- Your task: Could you copy each line of the listing below that has the word "sorted"?

[Opening Records for the exercise section]

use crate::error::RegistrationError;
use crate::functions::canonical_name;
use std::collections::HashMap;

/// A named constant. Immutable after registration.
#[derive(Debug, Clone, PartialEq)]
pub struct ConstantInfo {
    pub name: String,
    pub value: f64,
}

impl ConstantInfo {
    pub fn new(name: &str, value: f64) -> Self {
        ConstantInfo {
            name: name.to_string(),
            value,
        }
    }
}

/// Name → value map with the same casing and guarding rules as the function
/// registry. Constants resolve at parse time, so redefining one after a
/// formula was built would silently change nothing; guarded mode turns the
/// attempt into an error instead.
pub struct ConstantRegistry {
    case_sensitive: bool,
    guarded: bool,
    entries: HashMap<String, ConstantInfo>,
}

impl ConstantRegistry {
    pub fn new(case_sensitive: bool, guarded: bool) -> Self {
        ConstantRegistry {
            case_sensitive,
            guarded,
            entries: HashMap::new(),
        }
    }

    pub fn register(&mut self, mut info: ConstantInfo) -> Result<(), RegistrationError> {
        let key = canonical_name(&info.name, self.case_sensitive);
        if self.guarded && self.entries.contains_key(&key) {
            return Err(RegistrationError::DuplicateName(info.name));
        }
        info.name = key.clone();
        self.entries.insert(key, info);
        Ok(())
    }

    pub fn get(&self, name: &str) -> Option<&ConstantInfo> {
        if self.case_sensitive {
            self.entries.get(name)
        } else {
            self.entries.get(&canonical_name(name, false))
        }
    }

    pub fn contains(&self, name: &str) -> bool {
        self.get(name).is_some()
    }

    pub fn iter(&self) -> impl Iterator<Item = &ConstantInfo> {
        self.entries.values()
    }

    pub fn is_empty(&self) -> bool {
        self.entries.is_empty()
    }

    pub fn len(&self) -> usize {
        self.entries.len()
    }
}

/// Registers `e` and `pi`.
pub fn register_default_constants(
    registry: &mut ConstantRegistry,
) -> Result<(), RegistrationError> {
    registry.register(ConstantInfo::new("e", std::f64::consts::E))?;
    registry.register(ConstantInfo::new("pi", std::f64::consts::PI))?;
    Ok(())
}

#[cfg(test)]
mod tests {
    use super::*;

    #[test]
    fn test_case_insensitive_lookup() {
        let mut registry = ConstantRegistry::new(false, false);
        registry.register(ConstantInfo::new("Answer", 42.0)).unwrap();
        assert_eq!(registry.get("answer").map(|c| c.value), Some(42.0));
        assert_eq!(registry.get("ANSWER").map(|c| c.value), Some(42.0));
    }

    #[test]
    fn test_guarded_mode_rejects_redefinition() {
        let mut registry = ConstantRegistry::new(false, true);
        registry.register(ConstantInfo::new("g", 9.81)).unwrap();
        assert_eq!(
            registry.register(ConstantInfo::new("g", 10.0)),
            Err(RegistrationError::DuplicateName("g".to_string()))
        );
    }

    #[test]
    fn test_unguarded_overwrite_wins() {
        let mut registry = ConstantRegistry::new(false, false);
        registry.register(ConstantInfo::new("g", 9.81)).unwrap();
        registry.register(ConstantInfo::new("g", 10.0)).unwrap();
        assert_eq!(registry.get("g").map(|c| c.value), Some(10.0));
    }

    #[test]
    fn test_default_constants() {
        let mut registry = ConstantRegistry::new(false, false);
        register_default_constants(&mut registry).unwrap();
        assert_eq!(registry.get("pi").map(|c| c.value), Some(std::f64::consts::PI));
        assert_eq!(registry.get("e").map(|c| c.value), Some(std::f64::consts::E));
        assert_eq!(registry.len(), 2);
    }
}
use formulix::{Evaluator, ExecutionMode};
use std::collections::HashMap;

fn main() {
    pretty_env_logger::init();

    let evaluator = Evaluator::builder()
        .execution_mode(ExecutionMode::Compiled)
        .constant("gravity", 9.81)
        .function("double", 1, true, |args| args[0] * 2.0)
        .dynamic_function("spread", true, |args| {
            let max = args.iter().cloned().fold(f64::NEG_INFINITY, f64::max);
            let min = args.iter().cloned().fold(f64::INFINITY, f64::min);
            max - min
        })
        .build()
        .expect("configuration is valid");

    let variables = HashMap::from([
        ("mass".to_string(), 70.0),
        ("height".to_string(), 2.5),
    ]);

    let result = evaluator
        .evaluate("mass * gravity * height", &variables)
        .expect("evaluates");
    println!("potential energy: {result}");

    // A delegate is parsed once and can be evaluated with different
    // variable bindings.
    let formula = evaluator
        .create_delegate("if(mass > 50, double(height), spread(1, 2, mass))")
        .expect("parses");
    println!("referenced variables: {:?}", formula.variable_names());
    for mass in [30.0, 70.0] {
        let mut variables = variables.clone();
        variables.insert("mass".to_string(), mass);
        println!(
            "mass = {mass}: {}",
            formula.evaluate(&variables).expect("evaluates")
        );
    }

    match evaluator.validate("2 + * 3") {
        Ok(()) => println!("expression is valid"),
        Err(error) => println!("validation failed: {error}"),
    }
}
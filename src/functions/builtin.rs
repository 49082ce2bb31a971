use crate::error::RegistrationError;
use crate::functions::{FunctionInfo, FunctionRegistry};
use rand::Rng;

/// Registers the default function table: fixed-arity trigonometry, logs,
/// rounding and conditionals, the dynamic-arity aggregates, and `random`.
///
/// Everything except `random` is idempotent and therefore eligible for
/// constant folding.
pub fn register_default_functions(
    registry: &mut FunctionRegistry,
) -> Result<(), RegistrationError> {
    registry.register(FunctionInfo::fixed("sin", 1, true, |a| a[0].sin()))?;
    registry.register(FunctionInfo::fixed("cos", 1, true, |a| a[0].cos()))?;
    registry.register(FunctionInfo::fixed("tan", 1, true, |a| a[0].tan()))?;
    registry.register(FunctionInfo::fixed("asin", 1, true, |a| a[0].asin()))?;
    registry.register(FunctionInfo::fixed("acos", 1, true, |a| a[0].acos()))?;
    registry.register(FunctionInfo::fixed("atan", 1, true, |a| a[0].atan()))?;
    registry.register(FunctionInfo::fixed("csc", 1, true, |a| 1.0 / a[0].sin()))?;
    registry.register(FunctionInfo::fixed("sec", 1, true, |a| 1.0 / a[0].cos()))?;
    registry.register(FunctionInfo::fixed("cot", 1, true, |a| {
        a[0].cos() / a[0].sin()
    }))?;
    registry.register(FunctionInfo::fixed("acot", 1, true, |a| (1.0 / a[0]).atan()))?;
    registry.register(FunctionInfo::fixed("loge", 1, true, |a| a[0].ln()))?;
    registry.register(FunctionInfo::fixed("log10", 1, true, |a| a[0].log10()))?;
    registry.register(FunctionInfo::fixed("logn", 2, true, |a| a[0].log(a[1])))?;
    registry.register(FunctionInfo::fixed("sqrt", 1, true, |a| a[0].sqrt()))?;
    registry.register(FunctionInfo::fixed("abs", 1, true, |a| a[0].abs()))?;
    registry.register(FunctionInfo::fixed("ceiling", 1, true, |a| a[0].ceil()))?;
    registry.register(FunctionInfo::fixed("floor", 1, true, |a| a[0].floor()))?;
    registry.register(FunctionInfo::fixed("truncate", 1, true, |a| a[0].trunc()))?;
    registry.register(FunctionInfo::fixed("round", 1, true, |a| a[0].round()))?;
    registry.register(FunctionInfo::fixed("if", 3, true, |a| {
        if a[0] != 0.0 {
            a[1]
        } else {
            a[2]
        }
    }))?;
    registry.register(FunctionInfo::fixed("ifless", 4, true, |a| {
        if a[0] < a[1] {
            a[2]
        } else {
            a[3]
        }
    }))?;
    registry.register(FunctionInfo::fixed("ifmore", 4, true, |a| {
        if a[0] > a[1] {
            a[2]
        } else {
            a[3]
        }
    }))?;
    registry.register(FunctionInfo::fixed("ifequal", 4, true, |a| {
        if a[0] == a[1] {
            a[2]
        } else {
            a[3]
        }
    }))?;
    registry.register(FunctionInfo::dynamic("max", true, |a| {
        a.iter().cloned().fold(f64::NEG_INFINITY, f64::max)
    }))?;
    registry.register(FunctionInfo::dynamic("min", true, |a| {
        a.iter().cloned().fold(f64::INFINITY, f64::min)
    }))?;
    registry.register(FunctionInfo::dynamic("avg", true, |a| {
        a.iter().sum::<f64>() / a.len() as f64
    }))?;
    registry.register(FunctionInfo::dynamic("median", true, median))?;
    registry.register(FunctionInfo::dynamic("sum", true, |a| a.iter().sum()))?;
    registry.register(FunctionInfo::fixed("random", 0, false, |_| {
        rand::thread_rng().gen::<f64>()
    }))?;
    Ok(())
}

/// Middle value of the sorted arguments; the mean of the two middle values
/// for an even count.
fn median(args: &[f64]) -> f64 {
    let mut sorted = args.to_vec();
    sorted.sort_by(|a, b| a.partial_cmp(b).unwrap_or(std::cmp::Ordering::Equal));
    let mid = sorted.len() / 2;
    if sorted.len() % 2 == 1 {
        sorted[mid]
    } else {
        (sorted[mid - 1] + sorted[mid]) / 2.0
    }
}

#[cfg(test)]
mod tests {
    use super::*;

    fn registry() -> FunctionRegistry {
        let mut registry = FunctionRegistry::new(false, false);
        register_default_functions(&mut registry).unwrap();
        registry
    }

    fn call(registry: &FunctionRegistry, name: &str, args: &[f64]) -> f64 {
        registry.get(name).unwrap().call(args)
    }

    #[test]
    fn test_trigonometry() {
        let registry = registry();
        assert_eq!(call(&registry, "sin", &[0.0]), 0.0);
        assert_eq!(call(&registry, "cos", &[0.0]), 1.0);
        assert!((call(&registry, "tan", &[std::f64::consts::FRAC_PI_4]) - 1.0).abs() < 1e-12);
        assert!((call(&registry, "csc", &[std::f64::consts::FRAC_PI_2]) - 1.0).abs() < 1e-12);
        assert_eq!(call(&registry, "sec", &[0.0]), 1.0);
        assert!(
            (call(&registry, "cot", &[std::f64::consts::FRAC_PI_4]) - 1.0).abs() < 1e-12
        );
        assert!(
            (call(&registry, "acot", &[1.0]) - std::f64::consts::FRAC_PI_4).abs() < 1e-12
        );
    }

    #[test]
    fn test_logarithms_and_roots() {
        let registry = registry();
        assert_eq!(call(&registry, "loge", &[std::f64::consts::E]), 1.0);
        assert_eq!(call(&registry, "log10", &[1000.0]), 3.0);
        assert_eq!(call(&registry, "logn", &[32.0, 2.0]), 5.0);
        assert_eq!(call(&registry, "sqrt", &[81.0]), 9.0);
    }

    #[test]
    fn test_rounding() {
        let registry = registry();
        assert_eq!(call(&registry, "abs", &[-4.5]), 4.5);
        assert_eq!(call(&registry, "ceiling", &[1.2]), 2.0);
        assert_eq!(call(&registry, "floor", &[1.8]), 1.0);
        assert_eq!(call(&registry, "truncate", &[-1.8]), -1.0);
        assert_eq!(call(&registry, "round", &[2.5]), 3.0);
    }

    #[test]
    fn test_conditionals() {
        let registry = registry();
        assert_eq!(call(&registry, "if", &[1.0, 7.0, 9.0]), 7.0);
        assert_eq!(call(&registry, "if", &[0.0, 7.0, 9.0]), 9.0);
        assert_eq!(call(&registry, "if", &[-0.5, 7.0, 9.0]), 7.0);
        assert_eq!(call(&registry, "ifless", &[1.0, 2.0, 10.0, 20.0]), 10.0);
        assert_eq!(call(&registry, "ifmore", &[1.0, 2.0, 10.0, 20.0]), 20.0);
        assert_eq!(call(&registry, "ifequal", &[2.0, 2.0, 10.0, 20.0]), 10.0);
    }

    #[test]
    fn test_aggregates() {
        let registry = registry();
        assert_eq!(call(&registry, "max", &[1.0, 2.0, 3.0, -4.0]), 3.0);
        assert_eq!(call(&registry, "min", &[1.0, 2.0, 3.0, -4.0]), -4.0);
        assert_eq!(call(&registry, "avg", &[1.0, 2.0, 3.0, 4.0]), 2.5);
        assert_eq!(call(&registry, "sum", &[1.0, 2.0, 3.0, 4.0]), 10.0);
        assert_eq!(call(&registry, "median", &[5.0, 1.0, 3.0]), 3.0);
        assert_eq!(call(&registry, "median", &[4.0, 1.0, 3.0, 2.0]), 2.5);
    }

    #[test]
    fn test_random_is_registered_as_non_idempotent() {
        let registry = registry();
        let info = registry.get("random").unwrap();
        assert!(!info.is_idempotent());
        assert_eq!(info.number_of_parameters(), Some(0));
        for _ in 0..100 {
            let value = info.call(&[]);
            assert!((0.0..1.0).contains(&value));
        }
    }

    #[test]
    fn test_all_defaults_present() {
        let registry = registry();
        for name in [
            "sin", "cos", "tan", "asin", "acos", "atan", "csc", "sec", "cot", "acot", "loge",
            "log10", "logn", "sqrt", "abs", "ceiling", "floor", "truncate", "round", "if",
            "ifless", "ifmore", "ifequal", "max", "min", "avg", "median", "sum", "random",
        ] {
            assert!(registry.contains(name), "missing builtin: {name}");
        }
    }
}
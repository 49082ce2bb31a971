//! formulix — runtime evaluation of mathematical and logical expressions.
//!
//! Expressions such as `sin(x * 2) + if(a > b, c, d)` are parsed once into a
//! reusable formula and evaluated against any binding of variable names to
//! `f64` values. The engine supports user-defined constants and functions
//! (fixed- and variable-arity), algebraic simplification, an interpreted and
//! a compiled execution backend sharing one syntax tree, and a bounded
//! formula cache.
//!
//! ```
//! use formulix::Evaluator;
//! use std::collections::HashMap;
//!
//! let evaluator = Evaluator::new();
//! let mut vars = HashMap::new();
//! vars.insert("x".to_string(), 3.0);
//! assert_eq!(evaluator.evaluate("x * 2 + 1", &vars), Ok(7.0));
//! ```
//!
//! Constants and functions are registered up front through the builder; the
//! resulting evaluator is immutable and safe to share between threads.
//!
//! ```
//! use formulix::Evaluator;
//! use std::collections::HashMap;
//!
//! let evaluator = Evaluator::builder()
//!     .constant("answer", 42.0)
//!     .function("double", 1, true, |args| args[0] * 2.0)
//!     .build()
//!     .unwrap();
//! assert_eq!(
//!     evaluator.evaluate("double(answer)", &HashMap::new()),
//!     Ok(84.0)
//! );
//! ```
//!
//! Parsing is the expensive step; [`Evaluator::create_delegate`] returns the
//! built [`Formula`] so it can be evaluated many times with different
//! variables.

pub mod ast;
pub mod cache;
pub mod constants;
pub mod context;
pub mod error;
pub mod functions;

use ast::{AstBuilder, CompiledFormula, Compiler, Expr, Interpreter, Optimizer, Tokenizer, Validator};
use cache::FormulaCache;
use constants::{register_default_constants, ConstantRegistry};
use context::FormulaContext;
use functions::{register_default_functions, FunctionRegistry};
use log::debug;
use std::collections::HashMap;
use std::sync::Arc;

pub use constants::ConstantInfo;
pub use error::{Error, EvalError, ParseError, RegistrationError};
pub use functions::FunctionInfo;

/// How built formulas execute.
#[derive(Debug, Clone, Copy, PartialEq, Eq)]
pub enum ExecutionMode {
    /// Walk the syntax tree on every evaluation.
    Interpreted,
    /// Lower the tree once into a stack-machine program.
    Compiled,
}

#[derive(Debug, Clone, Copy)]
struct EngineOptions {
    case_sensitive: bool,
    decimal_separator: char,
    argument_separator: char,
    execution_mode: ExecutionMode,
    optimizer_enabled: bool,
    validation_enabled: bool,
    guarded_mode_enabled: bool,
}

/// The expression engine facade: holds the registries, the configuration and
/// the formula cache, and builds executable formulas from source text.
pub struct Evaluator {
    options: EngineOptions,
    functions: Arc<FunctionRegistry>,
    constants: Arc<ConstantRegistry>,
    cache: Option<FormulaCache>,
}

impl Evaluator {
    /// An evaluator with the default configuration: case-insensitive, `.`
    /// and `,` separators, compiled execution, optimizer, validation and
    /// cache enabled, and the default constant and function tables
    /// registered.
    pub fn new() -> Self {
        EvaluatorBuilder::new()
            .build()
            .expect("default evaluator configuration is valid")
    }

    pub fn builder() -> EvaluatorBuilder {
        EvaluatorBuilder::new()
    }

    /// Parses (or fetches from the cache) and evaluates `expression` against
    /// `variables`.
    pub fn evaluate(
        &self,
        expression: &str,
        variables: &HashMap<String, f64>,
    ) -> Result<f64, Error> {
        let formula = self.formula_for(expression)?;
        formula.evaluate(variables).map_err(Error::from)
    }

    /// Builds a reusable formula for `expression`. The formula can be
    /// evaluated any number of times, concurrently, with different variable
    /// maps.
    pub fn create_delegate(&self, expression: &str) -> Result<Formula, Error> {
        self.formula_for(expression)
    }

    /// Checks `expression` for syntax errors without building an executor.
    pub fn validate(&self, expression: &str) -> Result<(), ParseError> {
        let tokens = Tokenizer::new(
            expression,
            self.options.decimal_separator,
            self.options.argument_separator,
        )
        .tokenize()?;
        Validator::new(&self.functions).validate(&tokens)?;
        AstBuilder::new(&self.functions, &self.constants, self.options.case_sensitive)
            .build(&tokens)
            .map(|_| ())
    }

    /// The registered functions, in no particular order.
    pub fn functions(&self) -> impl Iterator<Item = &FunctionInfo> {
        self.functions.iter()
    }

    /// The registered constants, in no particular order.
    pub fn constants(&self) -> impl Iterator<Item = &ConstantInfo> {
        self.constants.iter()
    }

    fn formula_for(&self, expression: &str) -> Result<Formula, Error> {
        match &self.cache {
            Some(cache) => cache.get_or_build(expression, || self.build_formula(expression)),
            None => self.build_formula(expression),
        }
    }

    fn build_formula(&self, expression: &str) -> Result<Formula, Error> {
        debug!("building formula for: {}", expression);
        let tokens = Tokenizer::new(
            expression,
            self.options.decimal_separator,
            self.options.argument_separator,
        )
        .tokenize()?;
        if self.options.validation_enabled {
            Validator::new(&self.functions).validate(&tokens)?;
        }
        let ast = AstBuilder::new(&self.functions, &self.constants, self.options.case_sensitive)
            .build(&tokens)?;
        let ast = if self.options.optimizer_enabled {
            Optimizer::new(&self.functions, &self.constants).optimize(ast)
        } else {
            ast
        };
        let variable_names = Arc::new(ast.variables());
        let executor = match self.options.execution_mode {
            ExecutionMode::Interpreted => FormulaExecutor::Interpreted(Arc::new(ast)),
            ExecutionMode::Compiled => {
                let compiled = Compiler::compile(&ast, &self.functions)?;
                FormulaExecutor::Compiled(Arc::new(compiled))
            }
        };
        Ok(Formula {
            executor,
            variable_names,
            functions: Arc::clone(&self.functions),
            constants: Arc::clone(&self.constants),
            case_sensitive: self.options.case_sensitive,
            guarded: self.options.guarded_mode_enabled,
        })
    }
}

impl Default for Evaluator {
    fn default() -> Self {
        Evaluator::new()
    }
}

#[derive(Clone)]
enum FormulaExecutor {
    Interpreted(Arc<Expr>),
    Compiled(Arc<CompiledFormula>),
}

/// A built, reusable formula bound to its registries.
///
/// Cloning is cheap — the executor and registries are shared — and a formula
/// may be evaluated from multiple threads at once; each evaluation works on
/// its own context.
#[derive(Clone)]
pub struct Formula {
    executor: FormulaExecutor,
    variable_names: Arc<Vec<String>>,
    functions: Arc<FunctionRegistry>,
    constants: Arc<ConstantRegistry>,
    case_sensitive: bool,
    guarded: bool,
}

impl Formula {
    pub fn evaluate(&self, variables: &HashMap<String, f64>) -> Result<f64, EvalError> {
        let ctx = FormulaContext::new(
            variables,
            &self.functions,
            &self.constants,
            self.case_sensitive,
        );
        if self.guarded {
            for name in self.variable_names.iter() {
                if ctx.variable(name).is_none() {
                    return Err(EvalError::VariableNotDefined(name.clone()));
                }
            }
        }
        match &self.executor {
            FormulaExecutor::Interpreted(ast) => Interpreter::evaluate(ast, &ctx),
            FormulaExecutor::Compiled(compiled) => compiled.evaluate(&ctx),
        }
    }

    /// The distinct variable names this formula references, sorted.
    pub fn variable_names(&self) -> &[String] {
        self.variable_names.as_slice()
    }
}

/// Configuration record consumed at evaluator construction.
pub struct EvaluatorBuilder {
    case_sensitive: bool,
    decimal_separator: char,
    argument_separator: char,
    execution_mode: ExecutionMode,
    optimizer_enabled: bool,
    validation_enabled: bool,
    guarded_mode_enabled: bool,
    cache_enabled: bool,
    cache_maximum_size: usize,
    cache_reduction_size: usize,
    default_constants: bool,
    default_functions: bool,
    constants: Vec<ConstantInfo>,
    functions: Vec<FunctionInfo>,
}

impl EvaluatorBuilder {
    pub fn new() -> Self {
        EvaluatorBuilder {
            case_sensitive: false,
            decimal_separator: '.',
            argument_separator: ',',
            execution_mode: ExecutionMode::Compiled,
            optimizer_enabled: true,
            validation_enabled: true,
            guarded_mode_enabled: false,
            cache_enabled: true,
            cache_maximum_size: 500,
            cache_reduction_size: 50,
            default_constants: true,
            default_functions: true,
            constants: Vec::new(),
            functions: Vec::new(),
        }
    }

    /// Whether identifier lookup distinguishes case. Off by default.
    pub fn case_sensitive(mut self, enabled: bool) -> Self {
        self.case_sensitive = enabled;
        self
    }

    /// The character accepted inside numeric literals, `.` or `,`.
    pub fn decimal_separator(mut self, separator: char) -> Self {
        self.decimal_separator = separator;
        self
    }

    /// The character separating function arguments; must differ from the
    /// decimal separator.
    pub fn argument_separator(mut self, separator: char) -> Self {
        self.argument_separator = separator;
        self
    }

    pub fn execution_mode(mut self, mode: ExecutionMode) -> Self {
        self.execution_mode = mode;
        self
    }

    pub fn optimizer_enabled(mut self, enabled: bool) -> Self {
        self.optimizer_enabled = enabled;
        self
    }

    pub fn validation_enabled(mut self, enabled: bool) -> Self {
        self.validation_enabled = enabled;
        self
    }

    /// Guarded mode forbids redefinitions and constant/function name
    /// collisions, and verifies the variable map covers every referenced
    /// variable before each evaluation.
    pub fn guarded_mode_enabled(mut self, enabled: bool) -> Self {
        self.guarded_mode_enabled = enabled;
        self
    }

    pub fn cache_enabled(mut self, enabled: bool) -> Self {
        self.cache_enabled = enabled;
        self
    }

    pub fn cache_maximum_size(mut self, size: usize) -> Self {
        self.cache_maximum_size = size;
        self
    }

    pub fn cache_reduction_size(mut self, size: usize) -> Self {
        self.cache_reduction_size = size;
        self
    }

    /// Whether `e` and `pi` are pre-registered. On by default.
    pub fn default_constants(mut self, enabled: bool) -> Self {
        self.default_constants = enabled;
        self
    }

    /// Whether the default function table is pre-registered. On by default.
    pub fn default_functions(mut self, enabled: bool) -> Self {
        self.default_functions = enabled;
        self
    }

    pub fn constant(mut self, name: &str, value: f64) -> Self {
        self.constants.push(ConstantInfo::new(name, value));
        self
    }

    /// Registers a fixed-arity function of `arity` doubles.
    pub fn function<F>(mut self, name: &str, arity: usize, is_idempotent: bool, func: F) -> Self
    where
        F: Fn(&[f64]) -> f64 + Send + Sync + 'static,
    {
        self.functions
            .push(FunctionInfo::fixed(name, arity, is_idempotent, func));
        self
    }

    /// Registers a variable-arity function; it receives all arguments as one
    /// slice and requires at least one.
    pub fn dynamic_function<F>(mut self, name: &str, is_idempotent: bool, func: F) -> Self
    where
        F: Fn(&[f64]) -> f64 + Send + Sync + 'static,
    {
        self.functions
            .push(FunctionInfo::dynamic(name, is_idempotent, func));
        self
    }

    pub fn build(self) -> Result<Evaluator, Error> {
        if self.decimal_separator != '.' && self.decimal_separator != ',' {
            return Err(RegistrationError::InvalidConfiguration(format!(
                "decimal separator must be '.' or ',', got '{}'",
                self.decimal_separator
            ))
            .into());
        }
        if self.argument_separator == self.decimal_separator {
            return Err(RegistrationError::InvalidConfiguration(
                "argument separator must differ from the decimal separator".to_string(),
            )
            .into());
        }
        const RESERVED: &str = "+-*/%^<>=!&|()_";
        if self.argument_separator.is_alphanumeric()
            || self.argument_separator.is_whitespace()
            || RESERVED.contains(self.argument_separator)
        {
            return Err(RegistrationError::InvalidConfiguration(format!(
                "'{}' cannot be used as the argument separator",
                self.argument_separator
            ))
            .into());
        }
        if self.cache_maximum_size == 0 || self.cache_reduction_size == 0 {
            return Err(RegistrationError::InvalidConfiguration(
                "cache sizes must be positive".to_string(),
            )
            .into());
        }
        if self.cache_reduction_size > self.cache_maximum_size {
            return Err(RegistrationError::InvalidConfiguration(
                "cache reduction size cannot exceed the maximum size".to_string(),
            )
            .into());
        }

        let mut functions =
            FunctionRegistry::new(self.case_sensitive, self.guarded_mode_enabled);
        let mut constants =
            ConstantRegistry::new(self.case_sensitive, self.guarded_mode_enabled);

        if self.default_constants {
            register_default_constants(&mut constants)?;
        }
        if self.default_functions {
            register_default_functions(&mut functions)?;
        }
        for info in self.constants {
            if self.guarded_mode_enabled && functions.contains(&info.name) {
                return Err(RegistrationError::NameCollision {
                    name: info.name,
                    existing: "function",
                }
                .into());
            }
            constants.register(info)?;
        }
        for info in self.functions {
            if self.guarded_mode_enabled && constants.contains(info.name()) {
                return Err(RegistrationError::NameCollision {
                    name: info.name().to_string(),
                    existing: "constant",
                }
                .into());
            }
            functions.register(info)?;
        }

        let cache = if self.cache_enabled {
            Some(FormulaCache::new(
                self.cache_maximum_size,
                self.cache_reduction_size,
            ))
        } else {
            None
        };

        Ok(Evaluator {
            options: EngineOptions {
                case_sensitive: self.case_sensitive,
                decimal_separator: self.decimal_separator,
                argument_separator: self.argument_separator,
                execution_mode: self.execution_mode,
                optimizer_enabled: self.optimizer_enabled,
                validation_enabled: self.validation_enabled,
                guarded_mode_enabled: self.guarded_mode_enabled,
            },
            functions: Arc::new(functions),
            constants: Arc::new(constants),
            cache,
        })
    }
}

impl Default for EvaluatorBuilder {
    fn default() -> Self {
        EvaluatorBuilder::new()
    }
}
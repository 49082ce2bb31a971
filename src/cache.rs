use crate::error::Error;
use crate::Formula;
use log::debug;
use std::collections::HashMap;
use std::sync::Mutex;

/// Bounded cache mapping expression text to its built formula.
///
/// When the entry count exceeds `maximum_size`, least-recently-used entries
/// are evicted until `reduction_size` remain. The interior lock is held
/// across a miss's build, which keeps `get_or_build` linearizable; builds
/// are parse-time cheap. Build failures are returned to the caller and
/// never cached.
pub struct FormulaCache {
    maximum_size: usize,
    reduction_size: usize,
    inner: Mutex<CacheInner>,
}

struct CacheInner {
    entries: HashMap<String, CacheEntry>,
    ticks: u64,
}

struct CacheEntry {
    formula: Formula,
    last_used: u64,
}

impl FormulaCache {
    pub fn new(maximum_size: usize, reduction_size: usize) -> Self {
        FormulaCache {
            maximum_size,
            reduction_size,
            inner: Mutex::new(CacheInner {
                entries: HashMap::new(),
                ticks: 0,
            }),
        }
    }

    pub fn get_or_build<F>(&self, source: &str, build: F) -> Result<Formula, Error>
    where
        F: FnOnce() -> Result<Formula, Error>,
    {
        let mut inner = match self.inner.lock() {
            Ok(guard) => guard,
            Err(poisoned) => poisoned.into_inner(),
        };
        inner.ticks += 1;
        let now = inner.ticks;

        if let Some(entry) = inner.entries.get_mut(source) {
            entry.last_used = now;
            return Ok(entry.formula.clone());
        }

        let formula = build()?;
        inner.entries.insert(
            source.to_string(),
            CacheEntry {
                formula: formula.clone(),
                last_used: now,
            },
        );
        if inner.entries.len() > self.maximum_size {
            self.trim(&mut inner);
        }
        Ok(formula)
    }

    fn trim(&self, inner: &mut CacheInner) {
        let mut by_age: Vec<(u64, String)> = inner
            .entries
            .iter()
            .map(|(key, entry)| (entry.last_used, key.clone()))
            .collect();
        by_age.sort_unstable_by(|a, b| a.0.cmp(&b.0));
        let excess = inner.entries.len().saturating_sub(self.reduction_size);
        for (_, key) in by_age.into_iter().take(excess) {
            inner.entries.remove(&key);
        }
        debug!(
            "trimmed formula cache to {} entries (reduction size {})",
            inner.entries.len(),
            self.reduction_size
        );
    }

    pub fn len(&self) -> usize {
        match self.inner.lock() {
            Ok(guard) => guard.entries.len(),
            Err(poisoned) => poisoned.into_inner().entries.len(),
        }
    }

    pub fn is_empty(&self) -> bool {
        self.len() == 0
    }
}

[Closing Records for the exercise section]

- Answer below:
/// Middle value of the sorted arguments; the mean of the two middle values
    let mut sorted = args.to_vec();
    sorted.sort_by(|a, b| a.partial_cmp(b).unwrap_or(std::cmp::Ordering::Equal));
    let mid = sorted.len() / 2;
    if sorted.len() % 2 == 1 {
        sorted[mid]
        (sorted[mid - 1] + sorted[mid]) / 2.0
    /// The distinct variable names this formula references, sorted.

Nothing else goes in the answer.